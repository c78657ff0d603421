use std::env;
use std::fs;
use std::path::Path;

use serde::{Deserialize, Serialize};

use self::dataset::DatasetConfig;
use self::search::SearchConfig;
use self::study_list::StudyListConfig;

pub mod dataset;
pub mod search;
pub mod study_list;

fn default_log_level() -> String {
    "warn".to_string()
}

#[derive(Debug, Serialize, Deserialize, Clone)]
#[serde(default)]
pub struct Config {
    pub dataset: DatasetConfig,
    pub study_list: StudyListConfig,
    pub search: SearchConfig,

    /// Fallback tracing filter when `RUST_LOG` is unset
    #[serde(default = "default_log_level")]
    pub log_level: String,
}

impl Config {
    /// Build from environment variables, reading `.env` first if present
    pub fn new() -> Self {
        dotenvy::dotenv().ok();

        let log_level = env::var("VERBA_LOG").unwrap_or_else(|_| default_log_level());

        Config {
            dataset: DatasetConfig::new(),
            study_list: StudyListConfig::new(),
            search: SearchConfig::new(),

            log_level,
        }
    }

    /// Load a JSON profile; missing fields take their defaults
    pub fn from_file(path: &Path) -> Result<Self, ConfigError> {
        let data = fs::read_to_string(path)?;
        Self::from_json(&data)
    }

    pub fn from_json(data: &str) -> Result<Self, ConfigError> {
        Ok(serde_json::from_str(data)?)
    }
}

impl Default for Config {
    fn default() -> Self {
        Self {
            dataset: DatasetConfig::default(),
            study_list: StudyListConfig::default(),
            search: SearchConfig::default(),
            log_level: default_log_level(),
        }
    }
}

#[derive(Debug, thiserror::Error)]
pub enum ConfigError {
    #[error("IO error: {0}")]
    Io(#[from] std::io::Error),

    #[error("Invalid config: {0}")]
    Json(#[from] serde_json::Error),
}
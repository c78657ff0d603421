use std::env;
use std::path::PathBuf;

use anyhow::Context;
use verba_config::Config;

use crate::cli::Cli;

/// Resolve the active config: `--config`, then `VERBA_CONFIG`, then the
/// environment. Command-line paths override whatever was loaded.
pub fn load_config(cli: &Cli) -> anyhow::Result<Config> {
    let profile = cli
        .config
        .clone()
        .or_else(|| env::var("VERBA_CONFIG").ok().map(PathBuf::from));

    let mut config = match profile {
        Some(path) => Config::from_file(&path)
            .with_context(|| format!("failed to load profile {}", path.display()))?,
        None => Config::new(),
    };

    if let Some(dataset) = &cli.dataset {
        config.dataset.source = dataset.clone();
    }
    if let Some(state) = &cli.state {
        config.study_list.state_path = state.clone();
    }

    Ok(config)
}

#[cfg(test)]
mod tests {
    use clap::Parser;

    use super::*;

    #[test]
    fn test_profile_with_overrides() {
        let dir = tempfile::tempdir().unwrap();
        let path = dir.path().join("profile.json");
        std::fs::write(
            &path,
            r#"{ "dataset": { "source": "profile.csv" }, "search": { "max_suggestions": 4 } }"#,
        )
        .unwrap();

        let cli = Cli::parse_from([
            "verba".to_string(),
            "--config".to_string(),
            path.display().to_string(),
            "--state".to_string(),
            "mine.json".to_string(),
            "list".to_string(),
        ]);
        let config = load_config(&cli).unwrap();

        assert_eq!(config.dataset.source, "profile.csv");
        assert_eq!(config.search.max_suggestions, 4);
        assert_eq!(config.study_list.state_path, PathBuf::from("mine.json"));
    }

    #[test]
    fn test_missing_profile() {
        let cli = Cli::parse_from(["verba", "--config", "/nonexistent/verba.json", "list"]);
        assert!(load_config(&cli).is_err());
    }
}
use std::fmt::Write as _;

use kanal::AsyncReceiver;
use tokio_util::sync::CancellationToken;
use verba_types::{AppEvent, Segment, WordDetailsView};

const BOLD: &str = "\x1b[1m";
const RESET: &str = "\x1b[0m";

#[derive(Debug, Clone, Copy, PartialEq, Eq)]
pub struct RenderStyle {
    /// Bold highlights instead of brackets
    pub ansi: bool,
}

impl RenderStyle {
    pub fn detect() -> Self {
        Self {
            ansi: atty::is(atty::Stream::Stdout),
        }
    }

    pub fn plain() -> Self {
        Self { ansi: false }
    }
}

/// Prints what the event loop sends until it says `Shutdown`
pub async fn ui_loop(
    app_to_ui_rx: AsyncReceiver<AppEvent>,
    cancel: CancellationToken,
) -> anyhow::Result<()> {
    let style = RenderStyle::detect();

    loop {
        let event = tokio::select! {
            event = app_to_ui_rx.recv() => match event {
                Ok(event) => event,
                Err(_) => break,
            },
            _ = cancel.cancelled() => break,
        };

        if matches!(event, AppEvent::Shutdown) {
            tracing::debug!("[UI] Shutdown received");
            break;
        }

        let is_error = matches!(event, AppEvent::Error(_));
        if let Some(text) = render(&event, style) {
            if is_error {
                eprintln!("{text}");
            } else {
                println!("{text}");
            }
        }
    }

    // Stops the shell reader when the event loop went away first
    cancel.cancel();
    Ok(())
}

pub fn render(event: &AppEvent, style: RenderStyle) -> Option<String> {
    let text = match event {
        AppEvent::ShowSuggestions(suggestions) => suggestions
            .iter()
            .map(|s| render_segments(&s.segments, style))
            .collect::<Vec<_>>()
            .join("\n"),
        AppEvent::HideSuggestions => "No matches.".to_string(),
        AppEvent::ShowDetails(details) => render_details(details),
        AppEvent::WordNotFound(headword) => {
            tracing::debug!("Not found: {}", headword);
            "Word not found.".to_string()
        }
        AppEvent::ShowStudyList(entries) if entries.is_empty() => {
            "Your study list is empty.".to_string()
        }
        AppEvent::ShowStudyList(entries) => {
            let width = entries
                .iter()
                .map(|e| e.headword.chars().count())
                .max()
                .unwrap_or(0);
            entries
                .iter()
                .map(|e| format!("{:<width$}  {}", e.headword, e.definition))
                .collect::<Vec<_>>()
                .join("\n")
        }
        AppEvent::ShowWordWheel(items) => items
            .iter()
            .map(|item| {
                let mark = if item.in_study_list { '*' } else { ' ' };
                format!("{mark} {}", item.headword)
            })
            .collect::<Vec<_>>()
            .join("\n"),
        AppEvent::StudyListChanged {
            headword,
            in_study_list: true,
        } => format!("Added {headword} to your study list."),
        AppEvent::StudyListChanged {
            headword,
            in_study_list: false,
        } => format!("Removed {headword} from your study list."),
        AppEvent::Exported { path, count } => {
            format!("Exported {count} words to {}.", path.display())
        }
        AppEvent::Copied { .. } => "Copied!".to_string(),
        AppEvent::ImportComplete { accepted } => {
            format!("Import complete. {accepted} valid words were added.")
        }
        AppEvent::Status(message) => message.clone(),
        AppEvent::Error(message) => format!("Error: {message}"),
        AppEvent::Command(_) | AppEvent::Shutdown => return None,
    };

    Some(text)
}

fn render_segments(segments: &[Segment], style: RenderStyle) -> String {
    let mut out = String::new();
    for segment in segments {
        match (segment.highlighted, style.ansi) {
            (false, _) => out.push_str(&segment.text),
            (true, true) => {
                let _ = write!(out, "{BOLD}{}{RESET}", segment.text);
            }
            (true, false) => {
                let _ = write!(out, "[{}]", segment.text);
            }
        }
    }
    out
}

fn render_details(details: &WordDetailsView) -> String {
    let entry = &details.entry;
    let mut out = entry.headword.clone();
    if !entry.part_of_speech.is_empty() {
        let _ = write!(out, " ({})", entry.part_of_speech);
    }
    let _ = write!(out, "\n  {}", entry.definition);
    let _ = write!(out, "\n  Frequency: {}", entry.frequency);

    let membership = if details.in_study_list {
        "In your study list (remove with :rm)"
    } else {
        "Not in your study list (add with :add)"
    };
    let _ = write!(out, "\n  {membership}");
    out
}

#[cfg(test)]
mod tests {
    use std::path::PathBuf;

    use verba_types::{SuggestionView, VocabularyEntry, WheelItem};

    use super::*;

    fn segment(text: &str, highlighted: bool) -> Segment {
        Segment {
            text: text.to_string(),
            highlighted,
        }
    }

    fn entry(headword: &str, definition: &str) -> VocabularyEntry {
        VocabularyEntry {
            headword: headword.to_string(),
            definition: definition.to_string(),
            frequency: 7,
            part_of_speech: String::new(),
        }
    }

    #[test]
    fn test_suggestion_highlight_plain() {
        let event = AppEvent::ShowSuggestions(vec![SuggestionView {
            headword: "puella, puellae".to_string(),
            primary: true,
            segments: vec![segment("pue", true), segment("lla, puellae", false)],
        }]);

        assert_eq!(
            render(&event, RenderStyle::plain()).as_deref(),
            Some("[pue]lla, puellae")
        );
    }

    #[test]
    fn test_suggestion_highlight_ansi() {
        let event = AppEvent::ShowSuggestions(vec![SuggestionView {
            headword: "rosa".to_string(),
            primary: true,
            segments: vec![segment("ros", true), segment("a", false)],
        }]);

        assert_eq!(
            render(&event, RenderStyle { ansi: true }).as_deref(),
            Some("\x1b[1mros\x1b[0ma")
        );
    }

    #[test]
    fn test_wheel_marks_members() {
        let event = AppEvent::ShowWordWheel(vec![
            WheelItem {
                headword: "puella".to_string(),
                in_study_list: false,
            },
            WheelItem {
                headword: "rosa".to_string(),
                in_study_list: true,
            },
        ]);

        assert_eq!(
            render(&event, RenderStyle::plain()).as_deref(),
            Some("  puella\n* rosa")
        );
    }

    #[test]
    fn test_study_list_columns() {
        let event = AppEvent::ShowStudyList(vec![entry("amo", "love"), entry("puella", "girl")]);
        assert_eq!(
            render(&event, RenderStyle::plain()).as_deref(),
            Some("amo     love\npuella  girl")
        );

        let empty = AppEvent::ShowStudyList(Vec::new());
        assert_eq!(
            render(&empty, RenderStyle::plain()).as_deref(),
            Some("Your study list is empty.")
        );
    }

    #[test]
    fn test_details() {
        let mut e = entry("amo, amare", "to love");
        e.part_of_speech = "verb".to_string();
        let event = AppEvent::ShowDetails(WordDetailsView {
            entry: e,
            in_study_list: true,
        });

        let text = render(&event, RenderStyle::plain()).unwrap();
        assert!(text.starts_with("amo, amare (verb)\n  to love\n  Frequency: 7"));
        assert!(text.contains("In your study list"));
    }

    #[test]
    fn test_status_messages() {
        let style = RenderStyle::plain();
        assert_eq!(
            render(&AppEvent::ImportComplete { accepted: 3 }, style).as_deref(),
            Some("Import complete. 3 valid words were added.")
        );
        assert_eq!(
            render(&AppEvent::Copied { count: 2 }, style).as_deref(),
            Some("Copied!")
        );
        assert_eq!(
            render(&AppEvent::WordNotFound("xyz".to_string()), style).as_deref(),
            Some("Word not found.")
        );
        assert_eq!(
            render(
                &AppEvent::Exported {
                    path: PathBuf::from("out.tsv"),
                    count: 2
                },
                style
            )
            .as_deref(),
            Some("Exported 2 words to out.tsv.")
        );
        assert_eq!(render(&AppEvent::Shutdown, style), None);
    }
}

========

Nothing but a number is required: the number of lines in the material holding the string "environment".

RESULT OF THE EXERCISE:
2